BrowserBash brings its own agent loop. That one command navigates, decides what to click, types where it needs to, handles the page re-rendering under it, and returns a pass/fail verdict plus any structured values it pulled out along the way. Under the hood the default engine is Stagehand (MIT-licensed); there is also a builtin engine that runs an Anthropic tool-use loop if you prefer that path. You drive a real local Chrome through the default local provider, and you can swap in cdp, browserbase, lambdatest, or browserstack when you need remote browsers.

For CI you switch into agent mode, which streams NDJSON and returns meaningful exit codes (0/1/2/3) so a pipeline can branch on the result:

browserbash run "Log in at app.example.com with {{USER}} / {{PASSWORD}}, then confirm the dashboard greeting shows the user's name" --agent --record

That --record flag captures a .webm video, a screenshot, and a trace of the run, which is the kind of artifact you want when a flow fails in CI and you need to see what the agent saw. The {{USER}} and {{PASSWORD}} placeholders come from BrowserBash's Markdown test format — files named *_test.md that hold an objective with {{variables}} and masked secrets, so credentials never get hard-coded:

browserbash testmd run login_test.md

These are the real commands and flags; there is nothing here you cannot run today after npm install -g browserbash-cli. The tutorials and the learn pages walk through more of them end to end.
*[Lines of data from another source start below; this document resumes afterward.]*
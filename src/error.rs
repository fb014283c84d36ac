//! # Error Types
//!
//! Custom error types for Vive Controls using `thiserror`.
//!
//! Only setup paths are fallible. Input handling, presence polling and model
//! updates degrade to no-ops instead of returning errors.

use thiserror::Error;

/// Main error type for Vive Controls
#[derive(Debug, Error)]
pub enum ViveControlsError {
    /// Configuration errors
    #[error("Configuration error: {0}")]
    Config(#[from] toml::de::Error),

    /// Color strings that are not `#RGB` or `#RRGGBB`
    #[error("Invalid color '{0}': expected #RGB or #RRGGBB")]
    InvalidColor(String),

    /// I/O errors
    #[error("I/O error: {0}")]
    Io(#[from] std::io::Error),
}

/// Result type alias for Vive Controls
pub type Result<T> = std::result::Result<T, ViveControlsError>;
Models, cost, and keeping data on your machine

One more axis matters when you compare against the hosted computer use APIs: where the inference runs and what it costs you.

The general computer use APIs are, by definition, hosted — your screenshots go to Anthropic or OpenAI, and you pay per token for every step of the loop. For a lot of teams that is fine. For some — regulated data, air-gapped environments, or simply "I do not want my internal dashboards leaving the building" — it is a non-starter.

BrowserBash is Ollama-first. The default model selection is auto, which prefers a local Ollama model, then falls back to ANTHROPIC_API_KEY, then OPENAI_API_KEY if those are set. Run a capable local model through Ollama and your bill is $0 and nothing leaves your machine. You can also point it at OpenRouter or Anthropic when you want a hosted model's horsepower. That is a different cost and privacy story than a screenshot loop that bills image tokens on every turn and necessarily ships every frame to a provider.

I owe you one honest caveat here, because it is the same kind of caveat the computer use APIs deserve. Tiny local models — roughly 8B parameters and under — get flaky on long, multi-step objectives. They will happily nail a three-step login and then lose the thread on a twelve-step checkout. The sweet spot for reliable local runs is a Qwen3 or Llama 3.3 70B-class model, or just use a hosted model for the gnarly flows. Right-size the model to the task and you avoid most of the frustration people blame on "AI flakiness."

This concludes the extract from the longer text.